Abstract

Bifurcation behaviors involve various uncertainties and complexities, only a fraction of which has been investigated in the previous chapters of Part III. At the end of this part, we present the miscellaneous aspects of bifurcation phenomena that have not been exhausted by this investigation: A clustered bifurcation point, which is a set of closely located simple bifurcation points, appears extensively for bifurcation of materials. This subject is dealt with in §15.2. Size effect is observed in experiments for rocks (Grosvenor, 1963 [62]), concretes (Sangha and Dhir, 1972 [158]), and sands (Goto, 1986 [59]; Ikeda and Goto, 1993 [79]). In §15.3 the size effect of materials is investigated from the standpoints of fracture, imperfection sensitivity, hilltop bifurcation, and mode switching.
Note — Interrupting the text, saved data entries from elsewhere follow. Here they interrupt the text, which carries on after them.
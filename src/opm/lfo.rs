// Copyright 2025 Tyler Neely (tylerneely@gmail.com).
// Copyright 2021 Emilie Gillet (emilie.o.gillet@gmail.com)
//
// Permission is hereby granted, free of charge, to any person obtaining a copy
// of this software and associated documentation files (the "Software"), to deal
// in the Software without restriction, including without limitation the rights
// to use, copy, modify, merge, publish, distribute, sublicense, and/or sell
// copies of the Software, and to permit persons to whom the Software is
// furnished to do so, subject to the following conditions:
//
// The above copyright notice and this permission notice shall be included in
// all copies or substantial portions of the Software.
//
// THE SOFTWARE IS PROVIDED "AS IS", WITHOUT WARRANTY OF ANY KIND, EXPRESS OR
// IMPLIED, INCLUDING BUT NOT LIMITED TO THE WARRANTIES OF MERCHANTABILITY,
// FITNESS FOR A PARTICULAR PURPOSE AND NONINFRINGEMENT. IN NO EVENT SHALL THE
// AUTHORS OR COPYRIGHT HOLDERS BE LIABLE FOR ANY CLAIM, DAMAGES OR OTHER
// LIABILITY, WHETHER IN AN ACTION OF CONTRACT, TORT OR OTHERWISE, ARISING FROM,
// OUT OF OR IN CONNECTION WITH THE SOFTWARE OR THE USE OR OTHER DEALINGS IN
// THE SOFTWARE.
//
// See http://creativecommons.org/licenses/MIT/ for more information.

//! Shared low frequency oscillator.
//!
//! A single LFO drives pitch and amplitude modulation for all eight channels.
//! Its rate comes from LFRQ (register 0x18), the waveform from the low bits of
//! register 0x1B, and depths from AMD/PMD (register 0x19).

/// LFO waveform selected by register 0x1B bits 1..0.
#[derive(Clone, Copy, Debug, PartialEq, Eq)]
#[repr(u8)]
pub enum LfoWaveform {
    /// Falling sawtooth.
    Sawtooth = 0,
    /// Square.
    Square = 1,
    /// Triangle.
    Triangle = 2,
    /// Sample and hold noise.
    Noise = 3,
}

impl From<u8> for LfoWaveform {
    fn from(value: u8) -> Self {
        match value & 3 {
            0 => LfoWaveform::Sawtooth,
            1 => LfoWaveform::Square,
            2 => LfoWaveform::Triangle,
            _ => LfoWaveform::Noise,
        }
    }
}

/// Lowest LFO frequency (LFRQ = 0), in Hz.
const LFO_MIN_HZ: f32 = 0.008;

/// Highest LFO frequency (LFRQ = 255), in Hz.
const LFO_MAX_HZ: f32 = 52.9;

/// Frequency in Hz for an LFRQ register value. The curve is exponential.
pub fn lfrq_to_hz(lfrq: u8) -> f32 {
    let span = (LFO_MAX_HZ / LFO_MIN_HZ).ln();
    LFO_MIN_HZ * (span * lfrq as f32 / 255.0).exp()
}

/// LFO state.
#[derive(Clone, Debug)]
pub struct Lfo {
    phase: f32,
    delta: f32,
    waveform: LfoWaveform,
    /// Amplitude modulation depth, 0..127.
    pub amd: u8,
    /// Phase modulation depth, 0..127.
    pub pmd: u8,
    held: bool,
    rand_state: u32,
    noise: f32,
    sample_rate: f32,
}

impl Lfo {
    /// New LFO at LFRQ 0 with a sawtooth wave.
    pub fn new(sample_rate: f32) -> Self {
        let mut lfo = Self {
            phase: 0.0,
            delta: 0.0,
            waveform: LfoWaveform::Sawtooth,
            amd: 0,
            pmd: 0,
            held: false,
            rand_state: 0x21,
            noise: 0.0,
            sample_rate,
        };
        lfo.set_rate(0);
        lfo
    }

    /// Set the rate from an LFRQ register value.
    pub fn set_rate(&mut self, lfrq: u8) {
        self.delta = lfrq_to_hz(lfrq) / self.sample_rate;
    }

    /// Select the waveform.
    pub fn set_waveform(&mut self, waveform: LfoWaveform) {
        self.waveform = waveform;
    }

    /// Currently selected waveform.
    pub fn waveform(&self) -> LfoWaveform {
        self.waveform
    }

    /// Hold the LFO at phase zero while `held` is set (test register bit 1).
    pub fn set_reset(&mut self, held: bool) {
        self.held = held;
        if held {
            self.phase = 0.0;
        }
    }

    fn next_random(&mut self) -> f32 {
        self.rand_state = self
            .rand_state
            .wrapping_mul(1664525)
            .wrapping_add(1013904223);
        (self.rand_state >> 8) as f32 / (1u32 << 24) as f32
    }

    /// Advance one sample.
    pub fn tick(&mut self) {
        if self.held {
            return;
        }
        self.phase += self.delta;
        if self.phase >= 1.0 {
            self.phase -= self.phase.floor();
            self.noise = self.next_random();
        }
    }

    /// Unipolar value in [0, 1] used for amplitude modulation.
    pub fn unipolar(&self) -> f32 {
        match self.waveform {
            LfoWaveform::Sawtooth => 1.0 - self.phase,
            LfoWaveform::Square => {
                if self.phase < 0.5 {
                    1.0
                } else {
                    0.0
                }
            }
            LfoWaveform::Triangle => {
                if self.phase < 0.5 {
                    self.phase * 2.0
                } else {
                    2.0 - self.phase * 2.0
                }
            }
            LfoWaveform::Noise => self.noise,
        }
    }

    /// Bipolar value in [-1, 1] used for pitch modulation.
    pub fn bipolar(&self) -> f32 {
        self.unipolar() * 2.0 - 1.0
    }

    /// Amplitude modulation, scaled by AMD, in [0, 1].
    pub fn am(&self) -> f32 {
        self.unipolar() * self.amd as f32 / 127.0
    }

    /// Pitch modulation, scaled by PMD, in [-1, 1].
    pub fn pm(&self) -> f32 {
        self.bipolar() * self.pmd as f32 / 127.0
    }
}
A hilltop bifurcation point, which is a parametric double critical point occurring as a coincidence of a limit point and a simple pitchfork bifurcation point, is observed for an atomic lattice (Thompson and Schorrock, 1975 [176]) and for a slender steel specimen (Okazawa et al., 2002 [141]). We deal with this subject in §15.3.3. An interesting bifurcation phenomenon, called an explosive bifurcation, is observed (Ikeda, Providéncia, and Hunt, 1993 [97]). We see this in §15.4.